Task goal
Pull out of the data below the stretch of lines bounded by the one containing "per §4.5's data model." and the one containing "pub fn new()", both bounds included, unchanged.

Dataset entries
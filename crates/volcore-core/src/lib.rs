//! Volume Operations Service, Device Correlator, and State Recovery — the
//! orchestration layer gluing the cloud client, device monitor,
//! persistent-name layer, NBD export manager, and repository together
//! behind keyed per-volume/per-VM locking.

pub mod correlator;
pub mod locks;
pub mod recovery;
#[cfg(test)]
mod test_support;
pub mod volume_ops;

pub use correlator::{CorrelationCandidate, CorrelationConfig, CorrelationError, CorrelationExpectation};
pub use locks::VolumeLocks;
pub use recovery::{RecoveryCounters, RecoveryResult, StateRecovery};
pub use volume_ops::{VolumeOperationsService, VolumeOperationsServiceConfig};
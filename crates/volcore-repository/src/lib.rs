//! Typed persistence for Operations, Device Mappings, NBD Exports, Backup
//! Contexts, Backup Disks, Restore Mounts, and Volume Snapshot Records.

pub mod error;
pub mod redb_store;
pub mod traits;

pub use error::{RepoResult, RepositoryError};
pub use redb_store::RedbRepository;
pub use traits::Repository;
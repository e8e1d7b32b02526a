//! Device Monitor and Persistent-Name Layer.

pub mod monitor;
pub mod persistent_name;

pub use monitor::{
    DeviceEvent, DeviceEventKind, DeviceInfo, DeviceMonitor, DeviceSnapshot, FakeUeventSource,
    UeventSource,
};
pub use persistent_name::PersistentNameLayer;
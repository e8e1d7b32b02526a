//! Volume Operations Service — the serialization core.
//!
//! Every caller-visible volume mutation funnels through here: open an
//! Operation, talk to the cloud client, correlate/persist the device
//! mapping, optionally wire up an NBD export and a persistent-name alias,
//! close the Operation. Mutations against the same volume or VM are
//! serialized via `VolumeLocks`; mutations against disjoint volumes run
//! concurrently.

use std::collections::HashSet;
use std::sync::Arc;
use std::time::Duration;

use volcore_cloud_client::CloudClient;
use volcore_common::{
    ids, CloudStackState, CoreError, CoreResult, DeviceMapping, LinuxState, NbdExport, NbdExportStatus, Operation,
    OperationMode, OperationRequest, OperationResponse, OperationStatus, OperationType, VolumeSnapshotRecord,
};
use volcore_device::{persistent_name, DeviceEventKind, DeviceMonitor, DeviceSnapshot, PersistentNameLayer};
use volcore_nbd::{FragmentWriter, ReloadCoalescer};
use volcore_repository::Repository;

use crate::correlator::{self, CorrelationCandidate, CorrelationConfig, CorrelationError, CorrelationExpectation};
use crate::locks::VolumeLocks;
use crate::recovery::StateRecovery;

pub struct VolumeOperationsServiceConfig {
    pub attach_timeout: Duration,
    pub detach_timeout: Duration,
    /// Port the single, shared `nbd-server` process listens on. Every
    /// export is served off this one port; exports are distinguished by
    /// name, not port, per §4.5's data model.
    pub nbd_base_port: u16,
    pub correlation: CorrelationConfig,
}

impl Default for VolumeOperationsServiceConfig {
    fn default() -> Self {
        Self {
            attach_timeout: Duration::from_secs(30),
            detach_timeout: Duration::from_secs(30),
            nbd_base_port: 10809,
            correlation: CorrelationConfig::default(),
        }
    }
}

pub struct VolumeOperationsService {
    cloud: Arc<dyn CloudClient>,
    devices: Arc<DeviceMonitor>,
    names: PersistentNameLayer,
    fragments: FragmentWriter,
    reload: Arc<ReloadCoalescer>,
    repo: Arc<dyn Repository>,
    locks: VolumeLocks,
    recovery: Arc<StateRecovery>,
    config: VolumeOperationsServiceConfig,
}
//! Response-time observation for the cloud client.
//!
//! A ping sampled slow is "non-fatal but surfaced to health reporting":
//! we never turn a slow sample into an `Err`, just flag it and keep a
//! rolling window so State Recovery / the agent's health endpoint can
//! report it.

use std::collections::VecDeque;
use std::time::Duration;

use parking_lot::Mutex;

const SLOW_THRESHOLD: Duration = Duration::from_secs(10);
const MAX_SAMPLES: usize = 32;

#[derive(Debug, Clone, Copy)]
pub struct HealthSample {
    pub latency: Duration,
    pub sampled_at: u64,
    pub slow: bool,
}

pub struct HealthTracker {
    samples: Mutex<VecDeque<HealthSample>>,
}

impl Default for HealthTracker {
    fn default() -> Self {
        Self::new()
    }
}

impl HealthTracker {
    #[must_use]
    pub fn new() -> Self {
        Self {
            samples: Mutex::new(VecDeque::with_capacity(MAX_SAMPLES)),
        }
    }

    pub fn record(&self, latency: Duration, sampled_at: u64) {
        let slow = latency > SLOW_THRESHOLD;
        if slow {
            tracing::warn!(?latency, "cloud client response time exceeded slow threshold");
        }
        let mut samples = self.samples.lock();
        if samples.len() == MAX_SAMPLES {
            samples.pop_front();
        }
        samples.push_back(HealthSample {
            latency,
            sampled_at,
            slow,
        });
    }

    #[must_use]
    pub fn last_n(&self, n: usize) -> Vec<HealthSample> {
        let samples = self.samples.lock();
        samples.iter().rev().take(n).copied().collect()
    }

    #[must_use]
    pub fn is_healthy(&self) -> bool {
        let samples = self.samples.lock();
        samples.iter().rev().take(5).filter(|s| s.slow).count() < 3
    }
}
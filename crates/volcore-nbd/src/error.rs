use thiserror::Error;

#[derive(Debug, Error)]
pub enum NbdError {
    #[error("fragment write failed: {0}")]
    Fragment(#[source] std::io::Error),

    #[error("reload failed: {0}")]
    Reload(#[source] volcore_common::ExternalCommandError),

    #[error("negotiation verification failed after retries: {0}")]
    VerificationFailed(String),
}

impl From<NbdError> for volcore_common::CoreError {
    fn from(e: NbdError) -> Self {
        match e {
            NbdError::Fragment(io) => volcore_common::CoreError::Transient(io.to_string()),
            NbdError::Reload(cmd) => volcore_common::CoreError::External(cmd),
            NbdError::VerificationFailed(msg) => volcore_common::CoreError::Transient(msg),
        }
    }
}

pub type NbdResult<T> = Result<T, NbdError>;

Exercise solution
    /// name, not port, per §4.5's data model.
    pub nbd_base_port: u16,
    pub correlation: CorrelationConfig,
}

impl Default for VolumeOperationsServiceConfig {
    fn default() -> Self {
        Self {
            attach_timeout: Duration::from_secs(30),
            detach_timeout: Duration::from_secs(30),
            nbd_base_port: 10809,
            correlation: CorrelationConfig::default(),
        }
    }
}

pub struct VolumeOperationsService {
    cloud: Arc<dyn CloudClient>,
    devices: Arc<DeviceMonitor>,
    names: PersistentNameLayer,
    fragments: FragmentWriter,
    reload: Arc<ReloadCoalescer>,
    repo: Arc<dyn Repository>,
    locks: VolumeLocks,
    recovery: Arc<StateRecovery>,
    config: VolumeOperationsServiceConfig,
}
//! Response-time observation for the cloud client.
//!
//! A ping sampled slow is "non-fatal but surfaced to health reporting":
//! we never turn a slow sample into an `Err`, just flag it and keep a
//! rolling window so State Recovery / the agent's health endpoint can
//! report it.

use std::collections::VecDeque;
use std::time::Duration;

use parking_lot::Mutex;

const SLOW_THRESHOLD: Duration = Duration::from_secs(10);
const MAX_SAMPLES: usize = 32;

#[derive(Debug, Clone, Copy)]
pub struct HealthSample {
    pub latency: Duration,
    pub sampled_at: u64,
    pub slow: bool,
}

pub struct HealthTracker {
    samples: Mutex<VecDeque<HealthSample>>,
}

impl Default for HealthTracker {
    fn default() -> Self {
        Self::new()
    }
}

impl HealthTracker {
    #[must_use]
    pub fn new() -> Self {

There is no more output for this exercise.